Aunque a priori parecía que serían las baterías NCM las que usarían la mayoría de los coches eléctricos, la química LFP se está imponiendo en el mercado. Y es que, aunque tiene una densidad energética menor, son baterías más baratas de producir y además ofrecen una mayor seguridad a todos los niveles. Pero claro, como avanzábamos tienen algunas limitaciones técnicas. Y más allá de su densidad energética está la potencia máxima de carga que soportan este tipo de celdas. Sin embargo, ha llegado la primera batería LFP 6C, con una altísima tasa de carga que permite recuperar del 20% al 80% de su capacidad en tan solo 6 minutos.

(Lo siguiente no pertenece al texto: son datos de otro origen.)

/// A lazily computed, cached value.
#[derive(Clone)]
pub struct Memo {
    node: Rc<MemoNode>,
    rt: Rc<Inner>,
}

impl Memo {
    /// Read the value, recomputing it if a dependency changed.
    pub fn get(&self) -> JsonValue {
        self.node.get(&self.rt)
    }

    /// Whether the next read will recompute.
    pub fn is_stale(&self) -> bool {
        self.node.stale.get()
    }

    /// How many times the function has run.
    pub fn computations(&self) -> u64 {
        self.node.computations.get()
    }
}

impl fmt::Debug for Memo {
    fn fmt(&self, f: &mut fmt::Formatter<'_>) -> fmt::Result {
        f.debug_struct("Memo")
            .field("id", &self.node.id)
            .field("stale", &self.node.stale.get())
            .finish()
    }
}

impl DerivedCell for Memo {
    fn get(&self) -> JsonValue {
        Memo::get(self)
    }

    fn as_any(&self) -> &dyn Any {
        self
    }
}

struct EffectNode {
    id: u64,
    me: Weak<EffectNode>,
    f: RefCell<Box<dyn FnMut()>>,
    sources: RefCell<Vec<Rc<dyn Source>>>,
    queued: StdCell<bool>,
    disposed: StdCell<bool>,
    runs: StdCell<u64>,
}

impl EffectNode {
    fn run(&self, rt: &Inner) {
        self.queued.set(false);
        if self.disposed.get() {
            return;
        }
        for source in self.sources.take() {
            source.unsubscribe(self.id);
        }
        let observer = self.me.upgrade().map(|me| me as Rc<dyn Observer>);
        rt.with_observer(observer, || {
            if let Ok(mut f) = self.f.try_borrow_mut() {
                f();
            }
        });
        self.runs.set(self.runs.get() + 1);
    }

    fn dispose(&self) {
        self.disposed.set(true);
        for source in self.sources.take() {
            source.unsubscribe(self.id);
        }
    }
}

impl Observer for EffectNode {
    fn id(&self) -> u64 {
        self.id
    }

    fn mark_stale(&self, rt: &Inner) {
        if self.disposed.get() || self.queued.get() {
            return;
        }
        if let Some(me) = self.me.upgrade() {
            self.queued.set(true);
            rt.enqueue(me);
        }
    }

    fn add_source(&self, source: Rc<dyn Source>) {
        let mut sources = self.sources.borrow_mut();
        if !sources.iter().any(|existing| existing.id() == source.id()) {
            sources.push(source);
        }
    }
}

/// Handle to a running effect. Dropping it disposes the effect.
pub struct Effect {
    node: Rc<EffectNode>,
}

impl Effect {
    /// Stop the effect and release its dependencies.
    pub fn dispose(&self) {
        self.node.dispose();
    }

    /// Whether the effect has been disposed.
    pub fn is_disposed(&self) -> bool {
        self.node.disposed.get()
    }

    /// How many times the effect body has run.
    pub fn run_count(&self) -> u64 {
        self.node.runs.get()
    }
}

impl Drop for Effect {
    fn drop(&mut self) {
        self.node.dispose();
    }
}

DESTEN ha logrado un sorprendente avance técnico que aplica, efectivamente, a las tan extendidas baterías LFP para coches eléctricos. Tal y como detallan en su comunicado de prensa oficial, han logrado incluso superar los 6C de tasa de carga. Y esto, en datos más sencillos, significa poder cargar la batería de un coche eléctrico en solo 6 minutos desde el 20% de su capacidad hasta el 80%. Como seguramente ya sabrás, cualquier batería de este tipo experimenta una drástica caída del rendimiento de su carga pasado el 80% de la capacidad de almacenamiento energético. Y esto se mantiene en el proyecto de DESTEN, con sus destacables celdas LFP, pero mejorando de una forma muy sorprendente la capacidad máxima de carga de las baterías.

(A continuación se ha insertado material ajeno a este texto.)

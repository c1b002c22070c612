//! Wrapped views: the interception layer over a deep-wrapped container.
//!
//! A [`View`] replaces transparent property interception with an explicit
//! accessor. Reads unwrap cells, writes go into cells, and the shape of the
//! tree is guarded:
//!
//! - `get(key)` unwraps a cell, returns a nested view, or materializes a
//!   derivation. `get("$key")` returns the raw cell instead (the escape hatch).
//! - `set(key, value)` updates an existing cell in place. New keys need a
//!   permissive store, tracked containers cannot be overwritten, functions
//!   cannot be stored. `set("$key", value)` replaces the slot wholesale.
//! - `delete(key)` hides the key and leaves its cell holding `Undefined`.
//! - `keys()` lists data keys and derivation keys, never bookkeeping.
//!
//! Array views also carry a structural version cell. Every read registers a
//! dependency on it and every shape change bumps it, so readers that depend
//! on the array's shape re-evaluate even when no single element changed.
//!
//! # Example
//!
//! ```ignore
//! let store = reify(json!({"count": 0, "todos": []}), Derivations::new(), ReifyConfig::new())?;
//! let state = store.state();
//!
//! state.set("count", 3)?;
//! assert_eq!(state.get("count"), json!(3));
//!
//! let todos = state.get("todos").into_view().unwrap();
//! todos.push(json!({"text": "write docs", "done": false}))?;
//!
//! // Raw access for a host framework
//! let cell = state.get("$count");
//! ```

use crate::access::{Access, ArrayMethod, BoundMethod, Raw};
use crate::cell::{self, Cell, CellFactory, DerivedCell};
use crate::config::Mode;
use crate::error::{ReifyError, ReifyResult};
use crate::value::{Derivation, Seed, Value};
use crate::wrap::{Shared, build_slot};
use indexmap::IndexMap;
use serde::{Serialize, Serializer};
use serde_json::{Map, Value as JsonValue};
use std::cell::RefCell;
use std::fmt;
use std::rc::{Rc, Weak};
use tracing::{debug, trace};

/// Prefix selecting raw (escape-hatch) access, e.g. `"$count"`.
pub const ESCAPE_PREFIX: char = '$';

/// Separator for [`View::get_path`] and friends.
pub const PATH_SEPARATOR: char = '.';

const LENGTH: &str = "length";

/// Largest array length; valid indices are `0..MAX_ARRAY_LENGTH`.
pub const MAX_ARRAY_LENGTH: usize = u32::MAX as usize;

enum PropertyKey<'a> {
    Escape(&'a str),
    Plain(&'a str),
}

impl<'a> PropertyKey<'a> {
    fn parse(key: &'a str) -> Self {
        match key.strip_prefix(ESCAPE_PREFIX) {
            Some(name) => PropertyKey::Escape(name),
            None => PropertyKey::Plain(key),
        }
    }

    fn name(&self) -> &'a str {
        match self {
            PropertyKey::Escape(name) | PropertyKey::Plain(name) => name,
        }
    }
}

/// Parse a canonical array index ("0", "17"; not "01" or "+1").
fn parse_index(key: &str) -> Option<usize> {
    let canonical = !key.is_empty()
        && key.bytes().all(|b| b.is_ascii_digit())
        && (key == "0" || !key.starts_with('0'));
    if canonical { key.parse().ok() } else { None }
}

/// What a key maps to inside a view.
#[derive(Clone)]
pub(crate) enum Slot {
    Cell(Rc<dyn Cell>),
    View(View),
    Derived(DerivedSlot),
    /// An array index with no cell yet. The cell is created on first write.
    Hole,
}

/// A derivation plus the derived cell built from it, if any.
#[derive(Clone)]
pub(crate) struct DerivedSlot {
    func: Derivation,
    cache: Option<(Derivation, Rc<dyn DerivedCell>)>,
}

impl DerivedSlot {
    pub(crate) fn pending(func: Derivation) -> Self {
        Self { func, cache: None }
    }
}

#[derive(Clone)]
pub(crate) struct Entry {
    slot: Slot,
    /// False for deleted keys and array holes. Deleted cells stay in place so
    /// anything still holding them observes `Undefined`.
    present: bool,
}

impl Entry {
    pub(crate) fn new(slot: Slot) -> Self {
        Self {
            slot,
            present: true,
        }
    }

    fn hole() -> Self {
        Self {
            slot: Slot::Hole,
            present: false,
        }
    }
}

pub(crate) enum Body {
    Object(RefCell<IndexMap<String, Entry>>),
    Array {
        items: RefCell<Vec<Entry>>,
        version: Rc<dyn Cell>,
    },
}

pub(crate) struct Node {
    pub(crate) shared: Rc<Shared>,
    pub(crate) body: Body,
}

/// A tracked view over one container of a store.
///
/// Cloning a `View` is cheap and yields another handle to the same node.
#[derive(Clone)]
pub struct View {
    node: Rc<Node>,
}
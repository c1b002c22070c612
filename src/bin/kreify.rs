/// KoruReify CLI - inspect and edit JSON state through a reified store
///
/// Every command loads a JSON file, reifies it, and works through the
/// tracked view, so strictness, derivations and watches behave exactly as
/// they do in the library.
///
/// Usage:
///   kreify show <file>                         - Print the state
///   kreify get <file> <path>                   - Print one value
///   kreify keys <file> [path]                  - List keys
///   kreify apply <file> --op <op>...           - Apply writes in order
use anyhow::{Context, Result};
use clap::{Parser, Subcommand};
use colored::*;
use koru_reify::{
    Access, Derivation, Derivations, JsonValue, Mode, ReifyConfig, Store, View, reify_json,
};
use similar::{Algorithm, DiffOp, capture_diff_slices};
use std::path::{Path, PathBuf};
use std::str::FromStr;
use tracing_subscriber::EnvFilter;

#[derive(Parser)]
#[command(name = "kreify")]
#[command(version, about, long_about = None)]
struct Cli {
    /// Cell backend: static or reactive (default: $KORU_REIFY_MODE or static)
    #[arg(short, long, global = true)]
    mode: Option<String>,

    /// Allow writes to introduce new keys (default: $KORU_REIFY_PERMISSIVE)
    #[arg(short, long, global = true)]
    permissive: bool,

    /// Log at debug level to stderr (RUST_LOG overrides)
    #[arg(short, long, global = true)]
    verbose: bool,

    #[command(subcommand)]
    command: Commands,
}
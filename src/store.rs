/// Store facade: the user-facing entry point.
///
/// `reify` takes plain initial state, a set of named derivations and a
/// configuration, and returns a [`Store`] whose [`Store::state`] is a tracked
/// view of that state. Actions are attached afterwards and receive the live
/// view.
///
/// # Design Philosophy
///
/// - **One call**: `reify(state, derivations, config)` and you are done
/// - **Explicit mode**: the cell backend is a parameter, never sniffed
/// - **Pluggable cells**: `reify_with` accepts any [`CellFactory`]
use crate::cell::{self, CellFactory};
use crate::config::{Mode, ReifyConfig, select_factory};
use crate::error::{ReifyError, ReifyResult};
use crate::reactive::Runtime;
use crate::value::{Derivation, Seed};
use crate::view::View;
use crate::wrap::{Shared, wrap_root};
use futures::future::LocalBoxFuture;
use indexmap::IndexMap;
use serde::Serialize;
use serde_json::Value as JsonValue;
use std::cell::RefCell;
use std::fmt;
use std::rc::Rc;
use tracing::{debug, warn};

/// Named root-level derivations, in definition order.
#[derive(Clone, Default)]
pub struct Derivations {
    entries: IndexMap<String, Derivation>,
}

impl Derivations {
    /// An empty set of derivations.
    pub fn new() -> Self {
        Self::default()
    }

    /// Add a derivation (builder style).
    pub fn with(
        mut self,
        name: impl Into<String>,
        f: impl Fn(&View, &View) -> JsonValue + 'static,
    ) -> Self {
        self.insert(name, Derivation::new(f));
        self
    }

    /// Add or replace a derivation.
    pub fn insert(&mut self, name: impl Into<String>, derivation: Derivation) {
        self.entries.insert(name.into(), derivation);
    }

    /// Number of entries.
    pub fn len(&self) -> usize {
        self.entries.len()
    }

    /// Whether there are no entries.
    pub fn is_empty(&self) -> bool {
        self.entries.is_empty()
    }

    /// Entries in definition order.
    pub fn iter(&self) -> impl Iterator<Item = (&str, &Derivation)> {
        self.entries.iter().map(|(name, d)| (name.as_str(), d))
    }
}

impl<K: Into<String>> FromIterator<(K, Derivation)> for Derivations {
    fn from_iter<I: IntoIterator<Item = (K, Derivation)>>(iter: I) -> Self {
        let mut derivations = Self::new();
        for (name, derivation) in iter {
            derivations.insert(name, derivation);
        }
        derivations
    }
}

impl fmt::Debug for Derivations {
    fn fmt(&self, f: &mut fmt::Formatter<'_>) -> fmt::Result {
        f.debug_list().entries(self.entries.keys()).finish()
    }
}

type SyncAction = dyn Fn(&View, &[JsonValue]) -> ReifyResult<JsonValue>;
type AsyncAction = dyn Fn(View, Vec<JsonValue>) -> LocalBoxFuture<'static, ReifyResult<JsonValue>>;

#[derive(Clone)]
enum ActionFn {
    Sync(Rc<SyncAction>),
    Async(Rc<AsyncAction>),
}

/// A set of named actions to attach to a store.
///
/// # Example
///
/// ```ignore
/// let actions = Actions::new()
///     .action("increment", |state, _| {
///         let n = state.get("count").as_i64().unwrap_or(0);
///         state.set("count", n + 1)?;
///         Ok(json!(n + 1))
///     })
///     .async_action("load", |state, args| {
///         Box::pin(async move {
///             state.set("status", "loaded")?;
///             Ok::<_, ReifyError>(JsonValue::Null)
///         })
///     });
/// store.attach(actions);
/// ```
#[derive(Clone, Default)]
pub struct Actions {
    entries: IndexMap<String, ActionFn>,
}
/// Error types for koru-reify operations.
///
/// Every rejected operation is a programmer error surfaced at the call that
/// triggered it. Nothing is retried or recovered internally, and a rejected
/// write never leaves the state partially mutated.
use thiserror::Error;

/// The main error type for koru-reify operations.
///
/// All fallible operations return `Result<T, ReifyError>`. Variants carry the
/// offending key, path or action name so they can be pattern-matched precisely.
#[derive(Error, Debug)]
pub enum ReifyError {
    /// The initial state could not be turned into a store.
    #[error("Cannot reify state: {reason}")]
    Construction {
        /// Why construction failed
        reason: String,
    },

    /// A write introduced a key that the store does not know about.
    #[error("Cannot add new property '{key}' in {mode} mode")]
    StrictModeViolation {
        /// The property that was rejected
        key: String,
        /// The schema mode of the store ("strict")
        mode: String,
    },

    /// A normal write tried to overwrite a tracked nested container.
    #[error(
        "Cannot replace tracked container '{key}' through a normal write; \
         mutate its fields or use the '${key}' escape hatch"
    )]
    WholeContainerReplacementDenied {
        /// The property holding the tracked container
        key: String,
    },

    /// An escape-hatch write targeted a key with no backing entry.
    #[error("Escape hatch '${key}' does not name an existing entry")]
    EscapeHatchMisuse {
        /// The key without its escape prefix
        key: String,
    },

    /// A function was offered as a plain state value.
    #[error("Cannot store a function as the value of '{key}'")]
    FunctionValueDenied {
        /// The property that was rejected
        key: String,
    },

    /// An action was invoked that was never attached.
    #[error("Action '{name}' is not registered")]
    MissingAction {
        /// The requested action name
        name: String,
    },

    /// A write targeted a derived property.
    #[error("Derived property '{key}' is read-only")]
    DerivedReadOnly {
        /// The derived property
        key: String,
    },

    /// A key is not valid for the container it was used on.
    #[error("Invalid key '{key}': {reason}")]
    InvalidKey {
        /// The offending key
        key: String,
        /// Why the key is invalid
        reason: String,
    },

    /// A path segment did not resolve to a nested view.
    #[error("Path '{path}' does not resolve to a container")]
    InvalidPath {
        /// The full path that failed to resolve
        path: String,
    },

    /// A sequence method was called on an object view.
    #[error("'{method}' can only be called on an array view")]
    NotAnArray {
        /// The sequence method name
        method: String,
    },

    /// A sequence method or special key received an unusable argument.
    #[error("Invalid argument for '{method}': {reason}")]
    InvalidArgument {
        /// The method or key that received the argument
        method: String,
        /// Why the argument was rejected
        reason: String,
    },

    /// Configuration could not be resolved.
    #[error("Invalid configuration: {reason}")]
    InvalidConfig {
        /// Description of the bad setting
        reason: String,
    },

    /// An action body reported a failure.
    #[error("Action '{name}' failed: {reason}")]
    ActionFailed {
        /// The failing action
        name: String,
        /// Failure description supplied by the action
        reason: String,
    },

    /// Serialization error when converting state to or from JSON
    #[error("Serialization error: {0}")]
    Serialization(#[from] serde_json::Error),
}

impl ReifyError {
    /// Build an [`ReifyError::ActionFailed`] from any displayable failure.
    pub fn action_failed(name: impl Into<String>, reason: impl std::fmt::Display) -> Self {
        Self::ActionFailed {
            name: name.into(),
            reason: reason.to_string(),
        }
    }
}

/// Result type alias for koru-reify operations.
pub type ReifyResult<T> = Result<T, ReifyError>;
//! Core traits defining COVAULT interfaces
//!
//! The vault never performs value transfers itself; it hands finalized
//! transactions to an [`Executor`] implementation provided by the host.

use crate::error::VaultResult;
use crate::types::{Address, Amount};
use async_trait::async_trait;

/// Outcome of an executor call
///
/// `return_data` carries the collaborator's raw response so a caller can
/// diagnose failures without inspecting collaborator internals.
#[derive(Debug, Clone, Default)]
pub struct CallOutcome {
    pub success: bool,
    pub return_data: Vec<u8>,
}

impl CallOutcome {
    pub fn ok() -> Self {
        Self {
            success: true,
            return_data: Vec::new(),
        }
    }

    pub fn failed(return_data: impl Into<Vec<u8>>) -> Self {
        Self {
            success: false,
            return_data: return_data.into(),
        }
    }
}

/// Execution collaborator boundary
///
/// Performs the actual value transfer for an executed transaction.
/// Implementations report business failure via `CallOutcome::success`;
/// an `Err` is reserved for transport-level problems.
#[async_trait]
pub trait Executor: Send + Sync {
    async fn invoke(
        &self,
        destination: Address,
        value: Amount,
        payload: &[u8],
    ) -> VaultResult<CallOutcome>;
}
//! Owner registry
//!
//! Holds the current owner set and approval threshold. Membership lookup
//! is O(1); the ordered list is preserved for read accessors.

use covault_core::{Address, VaultConfig, VaultError, VaultResult};
use std::collections::HashSet;
use tracing::info;

/// The set of authorized identities and the approval threshold
#[derive(Debug, Clone)]
pub struct OwnerRegistry {
    owners: Vec<Address>,
    members: HashSet<Address>,
    threshold: u32,
}

impl OwnerRegistry {
    /// Create from a validated configuration
    pub fn new(config: VaultConfig) -> VaultResult<Self> {
        config.validate()?;
        let members = config.owners.iter().copied().collect();
        Ok(Self {
            owners: config.owners,
            members,
            threshold: config.threshold,
        })
    }

    /// Replace the whole owner set and threshold
    ///
    /// All-or-nothing: every entry is validated before any state moves,
    /// so a partial replacement is never observable. The pending-ledger
    /// gate is the vault's responsibility and is checked before this is
    /// reached.
    pub fn replace(&mut self, new_owners: Vec<Address>, new_threshold: u32) -> VaultResult<()> {
        if new_owners.is_empty() {
            return Err(VaultError::EmptyOwnerSet);
        }

        if new_threshold == 0 || new_threshold as usize > new_owners.len() {
            return Err(VaultError::InvalidThreshold {
                threshold: new_threshold,
                owners: new_owners.len() as u32,
            });
        }

        let mut new_members = HashSet::with_capacity(new_owners.len());
        for (index, owner) in new_owners.iter().enumerate() {
            if owner.is_zero() {
                return Err(VaultError::ZeroAddressOwner { index });
            }
            if !new_members.insert(*owner) {
                return Err(VaultError::DuplicateOwner(*owner));
            }
        }

        self.owners = new_owners;
        self.members = new_members;
        self.threshold = new_threshold;

        info!(
            "Owner set replaced: {} owners, threshold {}",
            self.owners.len(),
            self.threshold
        );

        Ok(())
    }

    /// Check membership
    pub fn is_owner(&self, identity: &Address) -> bool {
        self.members.contains(identity)
    }

    /// Ordered owner list
    pub fn owners(&self) -> &[Address] {
        &self.owners
    }

    /// Required number of distinct approvals
    pub fn threshold(&self) -> u32 {
        self.threshold
    }
}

La nueva batería LFP que se carga en 6 minutos, una sorprendente tasa 6C que parecía imposible en estas baterías tan baratas
En el comunicado de prensa, DESTEN destaca que sus nuevas celdas LFP mantienen una elevada densidad energética de 160 Wh/kg. Que, si bien es cierto que podría ser más alta, importa más bien poco cuando se puede hacer una recarga tan rápida de la capacidad de su batería. Además, lo más importante es que a pesar de esta capacidad tan alta de carga, en términos de potencia y velocidad, son capaces de mantener una alta estabilidad química. Tanto es así que tienen una vida útil de 5.000 ciclos de carga y descarga manteniendo un 80% de su capacidad de almacenamiento energético original.
Esto es gracias a una alta estabilidad térmica que han conseguido mejorando sus celdas LFP con respecto a las que a día de hoy están disponibles en el mercado de vehículos eléctricos. Según detallan, sus nuevas celdas son capaces de mantenerse a 15 ºC incluso cuando se alcanza la potencia de carga máxima que soportan. Y esto no es bajo unas condiciones especialmente favorables, porque también explican que pueden trabajar sin problemas en un amplio rango de temperaturas entre -20 ºC y 45 ºC. Evidentemente, esto se refiere a las temperaturas exteriores, y no a la temperatura de la propia unidad de almacenamiento energético.

Y si la tasa 6C que han alcanzado ya con sus celdas LFP resulta sorprendente, lo más prometedor de todo es que están trabajando en baterías 10C basadas en celdas LFP. No solo plantean su tecnología como idónea para coches eléctricos, sino que su proyecto está enfocado también a otras aplicaciones como el almacenamiento energético estacionario. La compañía lleva desde el año 2017 trabajando en la mejora del rendimiento en carga y han conseguido que se recupere el 80% de la energía en tan solo 4 minutos y 40 segundos para reducir la brecha que existe entre los vehículos eléctricos y los alimentados por combustibles fósiles.
A día de hoy, el desarrollo de baterías para coches eléctricos, aunque sigue recibiendo importantes mejoras en la densidad energética, está más bien centrado en mejorar los tiempos de carga. La realidad es que las tecnologías actuales ya pueden ofrecer autonomía más que suficiente para poder viajar sin preocupaciones. Sin embargo, la asignatura pendiente del coche eléctrico sigue siendo reducir el tiempo en el cargador para, como te decía antes, acercarnos a lo que siempre nos ha ofrecido un vehículo con motor térmico. Y desarrollos como el que nos ocupa, y más aún siendo sobre las baterías LFP, desde luego que pueden cambiar de forma radical la situación de los coches eléctricos en los próximos años.